* [Your task]: The response must contain each line of the material that holds "FeedbackCollector".

* [Extracted data]:
----------------------------------------

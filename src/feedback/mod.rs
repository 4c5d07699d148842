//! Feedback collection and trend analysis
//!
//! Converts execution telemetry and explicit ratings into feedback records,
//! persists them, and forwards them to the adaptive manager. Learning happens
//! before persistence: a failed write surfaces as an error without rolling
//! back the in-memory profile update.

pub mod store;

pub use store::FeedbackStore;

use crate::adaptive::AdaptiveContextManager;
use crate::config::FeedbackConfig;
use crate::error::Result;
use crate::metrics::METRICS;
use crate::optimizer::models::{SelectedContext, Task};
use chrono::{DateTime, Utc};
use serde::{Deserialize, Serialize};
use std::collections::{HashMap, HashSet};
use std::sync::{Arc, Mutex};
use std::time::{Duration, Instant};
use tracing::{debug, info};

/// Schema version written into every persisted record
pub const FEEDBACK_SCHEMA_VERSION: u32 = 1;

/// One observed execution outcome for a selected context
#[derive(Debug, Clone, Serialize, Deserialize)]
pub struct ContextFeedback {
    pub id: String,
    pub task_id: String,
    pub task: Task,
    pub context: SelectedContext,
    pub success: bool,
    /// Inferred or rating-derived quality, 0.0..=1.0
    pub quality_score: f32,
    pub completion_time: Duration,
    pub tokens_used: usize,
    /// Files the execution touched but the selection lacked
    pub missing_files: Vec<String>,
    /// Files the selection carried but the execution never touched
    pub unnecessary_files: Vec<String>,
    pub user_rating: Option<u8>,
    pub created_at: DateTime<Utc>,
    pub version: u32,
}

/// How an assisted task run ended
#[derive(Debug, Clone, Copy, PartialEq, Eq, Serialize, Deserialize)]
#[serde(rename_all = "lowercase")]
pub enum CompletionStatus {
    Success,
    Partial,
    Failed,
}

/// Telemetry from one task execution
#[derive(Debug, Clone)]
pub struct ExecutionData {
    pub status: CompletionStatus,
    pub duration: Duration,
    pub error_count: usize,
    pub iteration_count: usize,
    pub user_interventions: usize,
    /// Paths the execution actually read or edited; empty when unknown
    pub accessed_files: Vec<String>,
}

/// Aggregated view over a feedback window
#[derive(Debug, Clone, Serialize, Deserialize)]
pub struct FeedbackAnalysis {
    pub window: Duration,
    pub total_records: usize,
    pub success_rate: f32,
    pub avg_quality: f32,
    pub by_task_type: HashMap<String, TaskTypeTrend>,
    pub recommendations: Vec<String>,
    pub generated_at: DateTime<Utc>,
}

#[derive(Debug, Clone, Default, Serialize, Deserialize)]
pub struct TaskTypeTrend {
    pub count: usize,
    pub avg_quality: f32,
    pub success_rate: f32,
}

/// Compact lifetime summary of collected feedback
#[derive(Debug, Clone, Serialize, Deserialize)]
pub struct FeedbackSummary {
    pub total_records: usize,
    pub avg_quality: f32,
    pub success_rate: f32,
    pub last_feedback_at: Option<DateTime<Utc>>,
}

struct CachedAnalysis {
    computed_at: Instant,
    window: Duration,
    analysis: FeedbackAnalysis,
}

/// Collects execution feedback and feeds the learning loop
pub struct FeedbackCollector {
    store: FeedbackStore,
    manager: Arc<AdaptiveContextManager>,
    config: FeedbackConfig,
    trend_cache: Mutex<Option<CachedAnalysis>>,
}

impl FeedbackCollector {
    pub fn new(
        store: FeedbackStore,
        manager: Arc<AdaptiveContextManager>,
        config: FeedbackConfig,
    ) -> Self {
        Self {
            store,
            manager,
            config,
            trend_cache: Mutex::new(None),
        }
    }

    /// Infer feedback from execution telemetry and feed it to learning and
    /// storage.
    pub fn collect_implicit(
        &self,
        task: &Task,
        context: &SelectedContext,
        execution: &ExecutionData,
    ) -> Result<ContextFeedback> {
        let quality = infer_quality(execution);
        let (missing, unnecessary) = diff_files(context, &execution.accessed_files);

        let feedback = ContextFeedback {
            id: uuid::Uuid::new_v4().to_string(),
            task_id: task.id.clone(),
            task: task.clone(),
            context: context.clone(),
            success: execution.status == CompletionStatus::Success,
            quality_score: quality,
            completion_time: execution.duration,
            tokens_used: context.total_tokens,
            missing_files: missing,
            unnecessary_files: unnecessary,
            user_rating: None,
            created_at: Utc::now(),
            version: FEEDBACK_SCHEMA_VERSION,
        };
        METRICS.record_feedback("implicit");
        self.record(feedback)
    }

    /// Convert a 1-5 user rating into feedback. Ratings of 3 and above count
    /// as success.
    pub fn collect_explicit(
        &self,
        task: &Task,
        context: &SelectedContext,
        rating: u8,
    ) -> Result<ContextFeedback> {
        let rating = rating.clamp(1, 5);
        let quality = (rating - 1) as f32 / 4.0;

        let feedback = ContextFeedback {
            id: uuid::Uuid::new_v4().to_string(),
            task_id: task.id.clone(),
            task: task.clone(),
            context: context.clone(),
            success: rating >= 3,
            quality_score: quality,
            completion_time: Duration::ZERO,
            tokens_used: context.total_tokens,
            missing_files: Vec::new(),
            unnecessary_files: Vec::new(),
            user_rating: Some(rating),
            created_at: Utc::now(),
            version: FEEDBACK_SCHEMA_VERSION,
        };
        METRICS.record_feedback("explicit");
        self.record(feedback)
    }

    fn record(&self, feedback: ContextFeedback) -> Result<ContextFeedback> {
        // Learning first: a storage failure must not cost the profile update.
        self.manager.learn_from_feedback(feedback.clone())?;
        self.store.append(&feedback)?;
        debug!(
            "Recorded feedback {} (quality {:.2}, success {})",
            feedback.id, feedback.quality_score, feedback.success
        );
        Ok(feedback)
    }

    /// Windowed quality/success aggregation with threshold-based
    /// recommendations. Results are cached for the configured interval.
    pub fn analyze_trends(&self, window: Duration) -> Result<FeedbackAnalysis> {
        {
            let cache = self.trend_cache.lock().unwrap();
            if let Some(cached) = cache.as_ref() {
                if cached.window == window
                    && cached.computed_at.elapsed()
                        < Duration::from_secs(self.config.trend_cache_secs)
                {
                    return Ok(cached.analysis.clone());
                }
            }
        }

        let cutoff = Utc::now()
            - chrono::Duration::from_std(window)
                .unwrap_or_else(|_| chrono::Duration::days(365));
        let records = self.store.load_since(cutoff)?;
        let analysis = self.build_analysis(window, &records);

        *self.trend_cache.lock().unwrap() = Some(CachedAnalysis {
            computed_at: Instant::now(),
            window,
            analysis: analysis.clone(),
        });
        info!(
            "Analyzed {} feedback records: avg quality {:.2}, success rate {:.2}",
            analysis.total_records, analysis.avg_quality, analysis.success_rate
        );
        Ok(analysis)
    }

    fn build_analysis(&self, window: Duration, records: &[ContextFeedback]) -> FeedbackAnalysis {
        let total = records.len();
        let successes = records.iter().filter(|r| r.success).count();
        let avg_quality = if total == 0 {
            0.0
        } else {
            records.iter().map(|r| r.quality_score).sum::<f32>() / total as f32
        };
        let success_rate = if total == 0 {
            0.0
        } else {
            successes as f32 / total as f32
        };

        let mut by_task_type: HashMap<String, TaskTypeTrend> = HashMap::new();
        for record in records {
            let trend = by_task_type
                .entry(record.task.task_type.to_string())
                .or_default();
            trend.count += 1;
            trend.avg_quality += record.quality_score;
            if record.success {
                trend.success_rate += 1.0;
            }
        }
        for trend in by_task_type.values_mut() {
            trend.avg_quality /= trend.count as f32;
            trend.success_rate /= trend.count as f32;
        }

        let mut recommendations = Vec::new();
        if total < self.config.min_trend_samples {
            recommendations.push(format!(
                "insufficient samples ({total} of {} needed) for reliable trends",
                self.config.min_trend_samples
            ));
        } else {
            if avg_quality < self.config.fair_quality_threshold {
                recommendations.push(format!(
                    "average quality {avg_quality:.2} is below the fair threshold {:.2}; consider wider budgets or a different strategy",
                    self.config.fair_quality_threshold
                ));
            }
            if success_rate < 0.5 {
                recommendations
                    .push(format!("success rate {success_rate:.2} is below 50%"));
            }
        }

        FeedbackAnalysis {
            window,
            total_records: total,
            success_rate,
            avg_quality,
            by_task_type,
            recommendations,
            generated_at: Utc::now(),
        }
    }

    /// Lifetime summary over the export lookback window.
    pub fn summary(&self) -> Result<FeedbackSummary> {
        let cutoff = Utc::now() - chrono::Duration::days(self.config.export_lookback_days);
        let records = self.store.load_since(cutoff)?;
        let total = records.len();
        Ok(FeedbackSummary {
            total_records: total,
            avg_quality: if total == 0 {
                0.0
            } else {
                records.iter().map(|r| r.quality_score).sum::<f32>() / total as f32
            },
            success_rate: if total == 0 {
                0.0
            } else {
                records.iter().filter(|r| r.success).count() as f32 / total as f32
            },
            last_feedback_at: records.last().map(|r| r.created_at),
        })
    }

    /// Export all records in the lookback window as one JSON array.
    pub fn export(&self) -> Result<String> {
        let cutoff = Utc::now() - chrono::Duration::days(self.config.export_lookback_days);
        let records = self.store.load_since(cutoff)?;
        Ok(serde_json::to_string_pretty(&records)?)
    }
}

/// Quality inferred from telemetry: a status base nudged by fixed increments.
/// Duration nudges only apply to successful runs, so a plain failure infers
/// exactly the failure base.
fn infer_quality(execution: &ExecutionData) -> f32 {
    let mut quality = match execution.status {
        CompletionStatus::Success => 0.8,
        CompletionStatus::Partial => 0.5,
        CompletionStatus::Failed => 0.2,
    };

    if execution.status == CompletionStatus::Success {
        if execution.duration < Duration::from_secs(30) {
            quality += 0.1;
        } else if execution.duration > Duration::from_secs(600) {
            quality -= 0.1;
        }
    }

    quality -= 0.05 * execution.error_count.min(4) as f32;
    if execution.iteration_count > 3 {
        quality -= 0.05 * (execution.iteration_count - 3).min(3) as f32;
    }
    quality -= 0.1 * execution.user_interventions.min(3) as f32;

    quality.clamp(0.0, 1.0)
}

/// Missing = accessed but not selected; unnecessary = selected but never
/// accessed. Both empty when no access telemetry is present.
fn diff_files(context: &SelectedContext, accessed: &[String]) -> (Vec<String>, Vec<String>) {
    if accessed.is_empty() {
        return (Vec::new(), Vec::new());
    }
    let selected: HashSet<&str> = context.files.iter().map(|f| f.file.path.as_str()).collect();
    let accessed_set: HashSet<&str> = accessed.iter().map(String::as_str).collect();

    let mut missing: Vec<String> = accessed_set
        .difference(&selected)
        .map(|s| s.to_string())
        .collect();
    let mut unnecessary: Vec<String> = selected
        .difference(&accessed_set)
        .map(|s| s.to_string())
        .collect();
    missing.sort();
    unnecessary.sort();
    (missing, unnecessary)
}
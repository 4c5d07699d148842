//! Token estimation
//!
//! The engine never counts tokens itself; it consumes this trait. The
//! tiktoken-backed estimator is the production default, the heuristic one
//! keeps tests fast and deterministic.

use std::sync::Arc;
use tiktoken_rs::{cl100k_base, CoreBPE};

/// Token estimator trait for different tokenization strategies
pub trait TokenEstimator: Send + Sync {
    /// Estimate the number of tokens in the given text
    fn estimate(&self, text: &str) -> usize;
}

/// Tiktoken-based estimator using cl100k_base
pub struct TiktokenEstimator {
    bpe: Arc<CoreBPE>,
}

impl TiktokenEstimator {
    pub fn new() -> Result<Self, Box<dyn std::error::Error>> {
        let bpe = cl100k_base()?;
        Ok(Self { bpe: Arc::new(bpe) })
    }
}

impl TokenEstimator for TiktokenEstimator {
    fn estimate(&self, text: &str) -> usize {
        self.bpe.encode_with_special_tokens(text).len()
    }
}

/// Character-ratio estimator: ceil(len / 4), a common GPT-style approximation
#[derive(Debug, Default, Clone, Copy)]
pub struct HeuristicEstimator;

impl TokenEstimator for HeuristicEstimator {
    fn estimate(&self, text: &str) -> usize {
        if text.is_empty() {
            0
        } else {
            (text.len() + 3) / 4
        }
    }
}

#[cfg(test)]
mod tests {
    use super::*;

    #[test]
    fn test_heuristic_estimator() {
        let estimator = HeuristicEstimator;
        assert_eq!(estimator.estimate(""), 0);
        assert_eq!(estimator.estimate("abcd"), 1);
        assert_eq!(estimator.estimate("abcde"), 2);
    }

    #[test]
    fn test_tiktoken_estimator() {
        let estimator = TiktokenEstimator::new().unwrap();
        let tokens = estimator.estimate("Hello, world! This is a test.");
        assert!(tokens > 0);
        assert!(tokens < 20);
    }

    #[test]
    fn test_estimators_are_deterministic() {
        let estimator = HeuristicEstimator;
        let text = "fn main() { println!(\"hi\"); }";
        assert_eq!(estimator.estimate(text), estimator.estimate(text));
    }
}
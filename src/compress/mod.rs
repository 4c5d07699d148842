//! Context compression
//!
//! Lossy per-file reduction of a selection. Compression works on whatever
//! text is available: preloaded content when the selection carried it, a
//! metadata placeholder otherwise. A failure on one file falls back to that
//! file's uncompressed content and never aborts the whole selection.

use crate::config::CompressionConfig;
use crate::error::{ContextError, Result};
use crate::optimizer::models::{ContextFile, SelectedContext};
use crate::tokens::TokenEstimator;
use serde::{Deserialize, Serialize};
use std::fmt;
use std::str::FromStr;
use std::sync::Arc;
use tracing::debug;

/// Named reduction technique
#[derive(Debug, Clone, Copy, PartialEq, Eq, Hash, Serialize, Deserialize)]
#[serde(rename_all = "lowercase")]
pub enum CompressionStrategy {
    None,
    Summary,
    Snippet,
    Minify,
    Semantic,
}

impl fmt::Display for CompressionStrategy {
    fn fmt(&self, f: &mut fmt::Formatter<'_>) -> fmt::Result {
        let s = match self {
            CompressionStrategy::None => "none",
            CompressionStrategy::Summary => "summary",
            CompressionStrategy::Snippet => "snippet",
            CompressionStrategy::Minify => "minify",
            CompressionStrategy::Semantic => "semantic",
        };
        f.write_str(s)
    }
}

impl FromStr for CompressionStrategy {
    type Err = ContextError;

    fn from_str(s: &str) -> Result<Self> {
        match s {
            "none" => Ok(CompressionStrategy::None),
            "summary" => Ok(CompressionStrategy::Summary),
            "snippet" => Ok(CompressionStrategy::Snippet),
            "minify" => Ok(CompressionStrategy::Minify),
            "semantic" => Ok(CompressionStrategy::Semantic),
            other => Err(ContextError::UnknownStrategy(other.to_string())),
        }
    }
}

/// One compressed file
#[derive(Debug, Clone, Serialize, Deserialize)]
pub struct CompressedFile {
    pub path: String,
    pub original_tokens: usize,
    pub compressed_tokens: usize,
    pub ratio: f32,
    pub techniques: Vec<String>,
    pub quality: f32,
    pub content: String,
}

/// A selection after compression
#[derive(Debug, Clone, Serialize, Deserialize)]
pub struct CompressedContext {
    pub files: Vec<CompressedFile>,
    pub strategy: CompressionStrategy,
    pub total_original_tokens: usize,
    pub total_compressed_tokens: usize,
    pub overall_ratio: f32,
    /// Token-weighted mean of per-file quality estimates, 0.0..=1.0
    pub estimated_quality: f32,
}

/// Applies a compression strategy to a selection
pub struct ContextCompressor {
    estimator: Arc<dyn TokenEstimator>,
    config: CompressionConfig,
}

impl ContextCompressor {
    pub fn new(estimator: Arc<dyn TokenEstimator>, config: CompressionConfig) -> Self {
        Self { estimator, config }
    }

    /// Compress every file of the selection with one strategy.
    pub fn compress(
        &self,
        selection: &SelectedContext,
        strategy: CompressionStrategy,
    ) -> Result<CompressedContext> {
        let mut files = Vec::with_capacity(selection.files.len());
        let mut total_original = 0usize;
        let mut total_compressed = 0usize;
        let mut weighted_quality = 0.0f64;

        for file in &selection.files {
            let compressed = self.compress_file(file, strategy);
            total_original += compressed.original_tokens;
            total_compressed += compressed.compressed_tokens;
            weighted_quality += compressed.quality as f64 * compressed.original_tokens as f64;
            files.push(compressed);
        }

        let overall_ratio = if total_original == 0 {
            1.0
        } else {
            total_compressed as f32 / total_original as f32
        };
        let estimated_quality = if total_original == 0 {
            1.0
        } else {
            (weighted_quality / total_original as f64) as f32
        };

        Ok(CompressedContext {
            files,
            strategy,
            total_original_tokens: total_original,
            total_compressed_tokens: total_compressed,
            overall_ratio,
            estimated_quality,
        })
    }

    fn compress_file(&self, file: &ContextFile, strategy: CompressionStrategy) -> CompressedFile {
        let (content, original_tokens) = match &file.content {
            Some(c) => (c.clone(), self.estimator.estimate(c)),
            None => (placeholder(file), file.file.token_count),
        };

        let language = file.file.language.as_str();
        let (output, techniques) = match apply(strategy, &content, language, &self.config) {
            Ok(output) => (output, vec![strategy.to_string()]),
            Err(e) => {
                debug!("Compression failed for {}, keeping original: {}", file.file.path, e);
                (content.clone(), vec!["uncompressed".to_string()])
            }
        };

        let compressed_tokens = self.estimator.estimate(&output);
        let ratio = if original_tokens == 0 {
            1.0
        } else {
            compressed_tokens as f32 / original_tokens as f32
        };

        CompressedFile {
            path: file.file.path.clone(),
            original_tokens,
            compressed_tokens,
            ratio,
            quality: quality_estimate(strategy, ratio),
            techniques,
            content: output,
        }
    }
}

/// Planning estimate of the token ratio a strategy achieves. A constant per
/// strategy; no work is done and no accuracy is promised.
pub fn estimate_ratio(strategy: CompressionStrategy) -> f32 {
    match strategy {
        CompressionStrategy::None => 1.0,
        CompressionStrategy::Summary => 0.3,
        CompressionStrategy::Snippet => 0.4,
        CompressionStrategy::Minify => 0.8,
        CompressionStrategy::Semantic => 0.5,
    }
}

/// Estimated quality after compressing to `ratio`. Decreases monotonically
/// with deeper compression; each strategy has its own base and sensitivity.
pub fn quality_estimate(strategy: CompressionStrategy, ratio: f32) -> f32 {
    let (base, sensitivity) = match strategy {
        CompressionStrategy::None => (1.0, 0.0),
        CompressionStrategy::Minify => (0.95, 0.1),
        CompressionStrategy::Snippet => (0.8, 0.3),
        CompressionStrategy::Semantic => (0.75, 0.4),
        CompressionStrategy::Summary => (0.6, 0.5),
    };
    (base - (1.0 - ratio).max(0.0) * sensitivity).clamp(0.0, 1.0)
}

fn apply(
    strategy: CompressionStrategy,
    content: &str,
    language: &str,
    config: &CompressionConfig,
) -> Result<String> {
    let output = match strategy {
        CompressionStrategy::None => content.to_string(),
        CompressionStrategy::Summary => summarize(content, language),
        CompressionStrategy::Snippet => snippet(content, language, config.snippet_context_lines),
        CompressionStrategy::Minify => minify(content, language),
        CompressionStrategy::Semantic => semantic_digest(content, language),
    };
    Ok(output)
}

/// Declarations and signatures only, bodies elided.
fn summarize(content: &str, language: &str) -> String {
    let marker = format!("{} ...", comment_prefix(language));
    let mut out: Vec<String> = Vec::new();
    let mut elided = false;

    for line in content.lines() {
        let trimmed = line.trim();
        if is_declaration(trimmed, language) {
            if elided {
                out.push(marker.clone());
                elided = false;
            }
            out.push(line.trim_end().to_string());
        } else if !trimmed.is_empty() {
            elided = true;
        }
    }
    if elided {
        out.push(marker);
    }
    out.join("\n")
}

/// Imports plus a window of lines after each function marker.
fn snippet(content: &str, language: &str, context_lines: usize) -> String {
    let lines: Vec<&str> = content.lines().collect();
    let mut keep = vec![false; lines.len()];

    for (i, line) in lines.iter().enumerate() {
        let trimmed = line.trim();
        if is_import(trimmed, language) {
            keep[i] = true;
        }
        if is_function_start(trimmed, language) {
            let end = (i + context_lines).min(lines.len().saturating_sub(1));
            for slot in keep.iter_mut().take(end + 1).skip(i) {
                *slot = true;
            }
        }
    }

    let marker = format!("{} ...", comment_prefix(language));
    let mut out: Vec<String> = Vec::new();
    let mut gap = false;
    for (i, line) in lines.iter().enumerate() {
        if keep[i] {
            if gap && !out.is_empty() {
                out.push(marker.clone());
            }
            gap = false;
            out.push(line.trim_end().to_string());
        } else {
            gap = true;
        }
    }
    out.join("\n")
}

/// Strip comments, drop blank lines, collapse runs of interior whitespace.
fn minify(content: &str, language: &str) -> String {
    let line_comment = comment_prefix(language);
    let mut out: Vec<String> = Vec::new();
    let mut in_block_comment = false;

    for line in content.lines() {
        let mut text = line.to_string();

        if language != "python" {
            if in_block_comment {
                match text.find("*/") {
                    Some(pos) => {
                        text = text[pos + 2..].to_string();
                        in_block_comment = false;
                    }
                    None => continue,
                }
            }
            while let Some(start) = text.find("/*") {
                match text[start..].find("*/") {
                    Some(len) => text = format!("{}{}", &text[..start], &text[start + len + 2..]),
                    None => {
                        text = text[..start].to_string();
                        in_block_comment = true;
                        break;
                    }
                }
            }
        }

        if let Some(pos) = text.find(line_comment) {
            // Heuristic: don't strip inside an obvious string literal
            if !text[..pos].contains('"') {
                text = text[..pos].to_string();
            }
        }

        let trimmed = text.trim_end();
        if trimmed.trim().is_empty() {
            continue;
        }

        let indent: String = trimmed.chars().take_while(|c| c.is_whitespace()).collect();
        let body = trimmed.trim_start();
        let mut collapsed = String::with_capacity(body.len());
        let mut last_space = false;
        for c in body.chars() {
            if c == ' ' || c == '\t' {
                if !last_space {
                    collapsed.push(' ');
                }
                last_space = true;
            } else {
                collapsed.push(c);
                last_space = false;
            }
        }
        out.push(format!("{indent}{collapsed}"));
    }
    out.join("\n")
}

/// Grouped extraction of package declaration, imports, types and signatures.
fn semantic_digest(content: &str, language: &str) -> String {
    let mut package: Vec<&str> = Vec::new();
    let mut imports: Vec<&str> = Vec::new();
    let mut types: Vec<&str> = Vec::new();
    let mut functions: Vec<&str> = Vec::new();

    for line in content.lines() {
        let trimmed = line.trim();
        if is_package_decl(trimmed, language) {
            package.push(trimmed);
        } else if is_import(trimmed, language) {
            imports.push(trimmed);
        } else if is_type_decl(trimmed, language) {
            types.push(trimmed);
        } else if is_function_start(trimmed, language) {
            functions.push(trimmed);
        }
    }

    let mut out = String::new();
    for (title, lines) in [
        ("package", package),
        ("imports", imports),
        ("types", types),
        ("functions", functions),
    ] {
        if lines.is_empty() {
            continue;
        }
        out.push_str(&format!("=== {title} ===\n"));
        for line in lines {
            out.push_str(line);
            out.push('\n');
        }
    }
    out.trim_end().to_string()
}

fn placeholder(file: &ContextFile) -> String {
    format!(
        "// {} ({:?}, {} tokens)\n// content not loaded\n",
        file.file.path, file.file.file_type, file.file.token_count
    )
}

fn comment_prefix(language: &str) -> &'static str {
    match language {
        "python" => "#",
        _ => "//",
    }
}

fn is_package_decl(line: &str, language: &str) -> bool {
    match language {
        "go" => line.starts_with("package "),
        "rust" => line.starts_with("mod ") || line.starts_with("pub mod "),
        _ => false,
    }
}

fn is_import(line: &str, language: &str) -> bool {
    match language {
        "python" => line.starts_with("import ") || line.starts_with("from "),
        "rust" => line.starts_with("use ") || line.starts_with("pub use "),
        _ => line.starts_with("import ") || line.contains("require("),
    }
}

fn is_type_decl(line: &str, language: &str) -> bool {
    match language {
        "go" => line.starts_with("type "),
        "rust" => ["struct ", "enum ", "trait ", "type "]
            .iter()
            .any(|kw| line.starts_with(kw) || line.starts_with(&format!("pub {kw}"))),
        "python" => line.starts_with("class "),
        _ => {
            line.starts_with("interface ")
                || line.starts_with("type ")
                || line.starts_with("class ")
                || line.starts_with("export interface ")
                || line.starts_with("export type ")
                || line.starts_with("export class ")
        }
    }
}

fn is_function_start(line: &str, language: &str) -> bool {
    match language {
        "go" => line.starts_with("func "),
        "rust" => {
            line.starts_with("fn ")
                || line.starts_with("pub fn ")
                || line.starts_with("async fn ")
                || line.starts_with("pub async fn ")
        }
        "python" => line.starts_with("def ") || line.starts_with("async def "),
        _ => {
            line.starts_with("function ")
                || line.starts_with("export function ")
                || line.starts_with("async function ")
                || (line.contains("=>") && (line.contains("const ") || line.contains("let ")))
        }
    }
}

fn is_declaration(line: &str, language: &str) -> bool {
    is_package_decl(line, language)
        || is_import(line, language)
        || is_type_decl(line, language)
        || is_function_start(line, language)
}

----------------------------------------

* [Task solution]:
pub struct FeedbackCollector {
impl FeedbackCollector {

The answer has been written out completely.